-- WHAT IS BEING ASKED --
Copy exactly the lines from the first line of the records below through the line containing "pub const PROCESS_COMMUNICATION_STDOUT: &str", including both, and nothing else.

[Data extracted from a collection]
=== Begin Enclosure ===
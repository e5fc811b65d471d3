/// Event names from the supervisor protocol vocabulary that this listener
/// works with. Subscriptions are free-form strings supplied by configuration;
/// these constants cover the kinds the defaults and the tests use.
pub const PROCESS_LOG_STDERR: &str = "PROCESS_LOG_STDERR";
pub const PROCESS_LOG_STDOUT: &str = "PROCESS_LOG_STDOUT";
pub const PROCESS_STATE_EXITED: &str = "PROCESS_STATE_EXITED";
pub const PROCESS_COMMUNICATION_STDOUT: &str = "PROCESS_COMMUNICATION_STDOUT";

/// Rendered in place of optional frame fields the supervisor did not send.
pub const UNKNOWN_FIELD: &str = "unknown";

/// Canonical nested-payload key names shared by the crash-relevant event
/// kinds. Always use these constants instead of string literals so the
/// filter and the event builder stay in agreement.
pub mod payload {
    pub const PROCESS_NAME: &str = "processname";
    pub const GROUP_NAME: &str = "groupname";
    pub const PID: &str = "pid";
    pub const FROM_STATE: &str = "from_state";
    pub const EXPECTED: &str = "expected";
}
//! Concrete notification sinks and their credential seam.

pub mod chat;
pub mod credentials;
pub mod noop;

pub use chat::ChatSink;
pub use credentials::{CredentialProvider, EnvCredentials};
pub use noop::NoopSink;
//! Shared fixtures: wire-format frame builders and observable sinks.

use std::sync::{Arc, Mutex};

use anyhow::{bail, Result};
use crashcast::models::NotificationEvent;
use crashcast::publisher::Sink;

/// Delivery log shared between test sinks and assertions: one entry per
/// `notify` call, carrying the sink name and the event it received.
pub type DeliveryLog = Arc<Mutex<Vec<(String, NotificationEvent)>>>;

pub fn delivery_log() -> DeliveryLog {
    Arc::new(Mutex::new(Vec::new()))
}

/// Serialize one protocol frame the way supervisord puts it on the wire.
pub fn frame(event_name: &str, payload: &str) -> String {
    format!(
        "ver:3.0 server:supervisor serial:21 pool:listener poolserial:10 eventname:{} len:{}\n{}",
        event_name,
        payload.len(),
        payload
    )
}

/// Sink that records every delivery into a shared log.
pub struct RecordingSink {
    name: &'static str,
    log: DeliveryLog,
}

impl RecordingSink {
    pub fn new(name: &'static str, log: &DeliveryLog) -> Self {
        Self {
            name,
            log: Arc::clone(log),
        }
    }
}

impl Sink for RecordingSink {
    fn name(&self) -> &str {
        self.name
    }

    fn notify(&self, event: &NotificationEvent) -> Result<()> {
        self.log
            .lock()
            .unwrap()
            .push((self.name.to_string(), event.clone()));
        Ok(())
    }
}

/// Sink that records the delivery attempt, then fails it.
pub struct FailingSink {
    name: &'static str,
    log: DeliveryLog,
}

impl FailingSink {
    pub fn new(name: &'static str, log: &DeliveryLog) -> Self {
        Self {
            name,
            log: Arc::clone(log),
        }
    }
}

impl Sink for FailingSink {
    fn name(&self) -> &str {
        self.name
    }

    fn notify(&self, event: &NotificationEvent) -> Result<()> {
        self.log
            .lock()
            .unwrap()
            .push((self.name.to_string(), event.clone()));
        bail!("simulated delivery failure")
    }
}
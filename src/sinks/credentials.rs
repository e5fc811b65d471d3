//! Pluggable credential resolution for sinks that need a secret.
//!
//! Resolution happens once, at sink construction, so a missing credential
//! surfaces at startup instead of mid-loop. A sink that cannot get its
//! secret fails alone; the listener keeps whatever sinks did construct.

use std::env;

use crate::error::CredentialError;

/// Source of API tokens for notification backends.
pub trait CredentialProvider {
    /// Resolve the token for `service`.
    fn token(&self, service: &str) -> Result<String, CredentialError>;
}

/// Reads tokens from the process environment.
pub struct EnvCredentials {
    variable: String,
}

impl EnvCredentials {
    pub fn new(variable: impl Into<String>) -> Self {
        Self {
            variable: variable.into(),
        }
    }
}

impl CredentialProvider for EnvCredentials {
    fn token(&self, service: &str) -> Result<String, CredentialError> {
        env::var(&self.variable)
            .ok()
            .filter(|value| !value.is_empty())
            .ok_or_else(|| CredentialError::Unavailable {
                service: service.to_string(),
                variable: self.variable.clone(),
            })
    }
}
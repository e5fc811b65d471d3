//! Chat-room notification sink.
//!
//! Speaks a HipChat-v2-shaped REST API: one POST per configured room with an
//! HTML-rendered crash message. The API token is resolved once, at
//! construction; a missing token fails this sink, not the listener.

use std::time::Duration;

use anyhow::{bail, Context, Result};
use reqwest::blocking::Client;
use serde_json::json;
use tracing::debug;

use crate::config::ChatConfig;
use crate::models::NotificationEvent;
use crate::publisher::Sink;
use crate::sinks::credentials::CredentialProvider;

const HTTP_CONNECT_TIMEOUT_SECS: u64 = 10;
const HTTP_REQUEST_TIMEOUT_SECS: u64 = 30;

/// Sends crash notices to a fixed list of chat rooms.
#[derive(Debug)]
pub struct ChatSink {
    client: Client,
    base_url: String,
    token: String,
    rooms: Vec<String>,
    color: String,
    notify: bool,
}

impl ChatSink {
    /// Construct the sink, resolving the API token up front.
    pub fn new(config: &ChatConfig, credentials: &dyn CredentialProvider) -> Result<Self> {
        let token = credentials
            .token("chat")
            .context("chat sink cannot start without an API token")?;

        let client = Client::builder()
            .connect_timeout(Duration::from_secs(HTTP_CONNECT_TIMEOUT_SECS))
            .timeout(Duration::from_secs(HTTP_REQUEST_TIMEOUT_SECS))
            .user_agent(concat!("crashcast/", env!("CARGO_PKG_VERSION")))
            .build()
            .context("Failed to create HTTP client")?;

        Ok(Self {
            client,
            base_url: config.base_url.trim_end_matches('/').to_string(),
            token,
            rooms: config.rooms.clone(),
            color: config.color.clone(),
            notify: config.notify,
        })
    }

    /// Add a target room. Duplicates are allowed and delivered to twice.
    pub fn add_room(&mut self, room: impl Into<String>) {
        self.rooms.push(room.into());
    }

    /// Remove the first occurrence of `room`; unknown rooms are a no-op.
    pub fn remove_room(&mut self, room: &str) {
        if let Some(idx) = self.rooms.iter().position(|r| r == room) {
            self.rooms.remove(idx);
        }
    }

    pub fn rooms(&self) -> &[String] {
        &self.rooms
    }

    fn post_notification(&self, room: &str, message: &str) -> Result<()> {
        let url = format!("{}/v2/room/{}/notification", self.base_url, room);
        let response = self
            .client
            .post(&url)
            .bearer_auth(&self.token)
            .json(&json!({
                "message": message,
                "message_format": "html",
                "color": self.color,
                "notify": self.notify,
            }))
            .send()
            .with_context(|| format!("Failed to reach chat API for room '{room}'"))?;

        if !response.status().is_success() {
            let status = response.status();
            bail!(
                "chat API rejected notification for room '{room}': HTTP {} - {}",
                status.as_u16(),
                status.canonical_reason().unwrap_or("Unknown error")
            );
        }

        Ok(())
    }
}

impl Sink for ChatSink {
    fn name(&self) -> &str {
        "chat"
    }

    fn notify(&self, event: &NotificationEvent) -> Result<()> {
        let message = event.render_html();
        for room in &self.rooms {
            self.post_notification(room, &message)?;
            debug!(room = room.as_str(), "chat notification delivered");
        }
        Ok(())
    }
}
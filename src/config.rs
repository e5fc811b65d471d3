//! Listener configuration.
//!
//! Subscriptions, the sink roster, and chat settings come from three layers:
//! CLI flags override the optional YAML config file, which overrides the
//! built-in defaults. Nothing the dispatch path consumes is hardcoded at a
//! call site.

use std::collections::HashSet;
use std::fs;
use std::path::Path;

use anyhow::{Context, Result};
use serde::{Deserialize, Serialize};

use crate::models::constants::PROCESS_LOG_STDERR;

/// Default chat API endpoint (a HipChat-compatible v2 REST surface).
pub const DEFAULT_CHAT_BASE_URL: &str = "https://api.hipchat.com";

/// Environment variable the chat token is read from unless overridden.
pub const DEFAULT_TOKEN_ENV: &str = "CRASHCAST_CHAT_TOKEN";

/// Settings for the chat sink.
#[derive(Debug, Clone, Serialize, Deserialize)]
#[serde(default)]
pub struct ChatConfig {
    /// Rooms every notification is delivered to, in order.
    pub rooms: Vec<String>,
    /// Message color understood by the chat backend.
    pub color: String,
    /// Whether the backend should actively alert room members.
    pub notify: bool,
    /// API base URL; overridable so tests can point at a local server.
    pub base_url: String,
    /// Environment variable holding the API token.
    pub token_env: String,
}

impl Default for ChatConfig {
    fn default() -> Self {
        Self {
            rooms: Vec::new(),
            color: "red".to_string(),
            notify: false,
            base_url: DEFAULT_CHAT_BASE_URL.to_string(),
            token_env: DEFAULT_TOKEN_ENV.to_string(),
        }
    }
}

/// Top-level listener configuration.
#[derive(Debug, Clone, Serialize, Deserialize)]
#[serde(default)]
pub struct ListenerConfig {
    /// Event names to subscribe to; every other event is acknowledged
    /// unread.
    pub events: Vec<String>,
    /// Register the chat sink at startup.
    pub enable_chat: bool,
    /// Register the placeholder mail sink at startup.
    pub enable_mail: bool,
    pub chat: ChatConfig,
}

impl Default for ListenerConfig {
    fn default() -> Self {
        Self {
            events: vec![PROCESS_LOG_STDERR.to_string()],
            enable_chat: true,
            enable_mail: true,
            chat: ChatConfig::default(),
        }
    }
}

impl ListenerConfig {
    /// Load configuration from a YAML file.
    pub fn from_file(path: &Path) -> Result<Self> {
        let content = fs::read_to_string(path)
            .with_context(|| format!("Failed to read config file: {}", path.display()))?;
        serde_yaml::from_str(&content)
            .with_context(|| format!("Failed to parse config file: {}", path.display()))
    }

    /// The subscription set consumed by the filter.
    pub fn subscription_set(&self) -> HashSet<String> {
        self.events.iter().cloned().collect()
    }
}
=== End Enclosure ===
-- WRITTEN ANSWER --
repository e5fc811b65d471d3
/// Event names from the supervisor protocol vocabulary that this listener
/// works with. Subscriptions are free-form strings supplied by configuration;
/// these constants cover the kinds the defaults and the tests use.
pub const PROCESS_LOG_STDERR: &str = "PROCESS_LOG_STDERR";
pub const PROCESS_LOG_STDOUT: &str = "PROCESS_LOG_STDOUT";
pub const PROCESS_STATE_EXITED: &str = "PROCESS_STATE_EXITED";
pub const PROCESS_COMMUNICATION_STDOUT: &str = "PROCESS_COMMUNICATION_STDOUT";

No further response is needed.